Absolument. Prenez l’exemple de l’amiante. La loi a été adaptée avec plusieurs années de retard, mais les producteurs d’amiante ont finalement subi de graves dommages. Il se peut que nous prenions le même chemin avec les perturbateurs endocriniens : dans 10 ans, nous ne comprendrons peut-être plus comment nous avons pu les tolérer un jour dans notre alimentation. Les entreprises courent donc un risque juridique : peut-être sont-ils nocifs, peut-être pas. Mais je veux d’ores et déjà savoir si les entreprises tiennent compte de ce risque et comment elles communiquent avec leurs clients à ce propos.

Vous demandez ainsi aux entreprises de faire des investissements que ne font peut-être pas leurs concurrents

Nous ne leur demandons pas de bannir déjà les perturbateurs endocriniens. Mais peut-être en tireront-elles à terme un avantage compétitif. De plus en plus de consommateurs ne veulent plus d’aliments qui pourraient être nocifs pour leur santé. Vous pouvez donc également obtenir un avantage en étant les premiers à réagir et à garantir que vos produits ne comprennent ni perturbateurs endocriniens, ni antibiotiques, ni pesticides.

Pourquoi un analyste ESG ne peut-il pas protéger l’investisseur d’un fiasco comme le scandale du diesel ?

Nous n’avons pas de boule de cristal. Notre objectif est de détecter des signaux lorsqu’un problème se dessine dans une entreprise. Mais quand une entreprise décide de mentir, elle ment à tous les investisseurs, y compris ceux qui misent sur le durable. Si vous interrogez un constructeur automobile sur les émissions et les recherches qu’il mène pour les diminuer, il ne vous dira pas qu’il développe un logiciel spécial destiné à faire paraître ses voitures plus propres. Les analystes qui disent qu’ils peuvent le remarquer grâce à une analyse ESG ne servent pas l’intérêt de l’investissement durable.

Pour terminer, les analyses ESG et les investissements durables peuvent-ils contribuer à éviter les crises financières ?

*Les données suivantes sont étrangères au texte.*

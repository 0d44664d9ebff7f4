pub mod activity;
pub mod cabinet;
pub mod cancellation;
pub mod config;
pub mod error;
pub mod filing;
pub mod http;
pub mod item;
pub mod location;
pub mod panel;
pub mod prediction;
pub mod search;
pub mod session;
pub mod storage;
pub mod testing;

pub use activity::{ActivityLog, ClientInfo, LogInfo};
pub use cabinet::{Cabinet, CabinetData, CabinetService};
pub use cancellation::{cancel_after, CancellationToken, CancellationTokenSource, Deadline};
pub use config::{
    load_config, load_config_from_str, validate_config, Config, ConfigError, SanitizedConfig,
};
pub use error::{ChainError, ChainErrorType, ErrorMessages, MessageType, UserMessage};
pub use http::{
    HttpPipeline, HttpTransport, RequestOutcome, RequestResult, RequestStatus, ReqwestTransport,
    RetryPolicy,
};
pub use item::{is_supported_item, CustomSubject, ItemDigest, MailItem};
pub use location::{LocationItem, PredictionData, QuickSearchData};
pub use panel::{FilingPanel, PanelHost, PanelState};
pub use prediction::PredictionCoordinator;
pub use search::SearchCoordinator;
pub use session::{AuthProvider, OAuthProvider, SessionContext, TokenData};
pub use storage::{open_storage, Storage, StorageType};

(Il hésite). Peut-être. Aux Etats-Unis, le président Donald Trump veut par exemple à nouveau assouplir les règles bancaires. En tant qu’analystes ESG, nous pouvons dire : même si les règles sont moins strictes, nous posons toujours les mêmes exigences. Sans quoi nous n’investirons pas. De cette manière, nous pouvons effectivement contribuer à un système financier plus stable et nous pourrons peut-être parer à une nouvelle crise. Mais ce n’est pas certain. Nous ne sommes pas si puissants que cela. ”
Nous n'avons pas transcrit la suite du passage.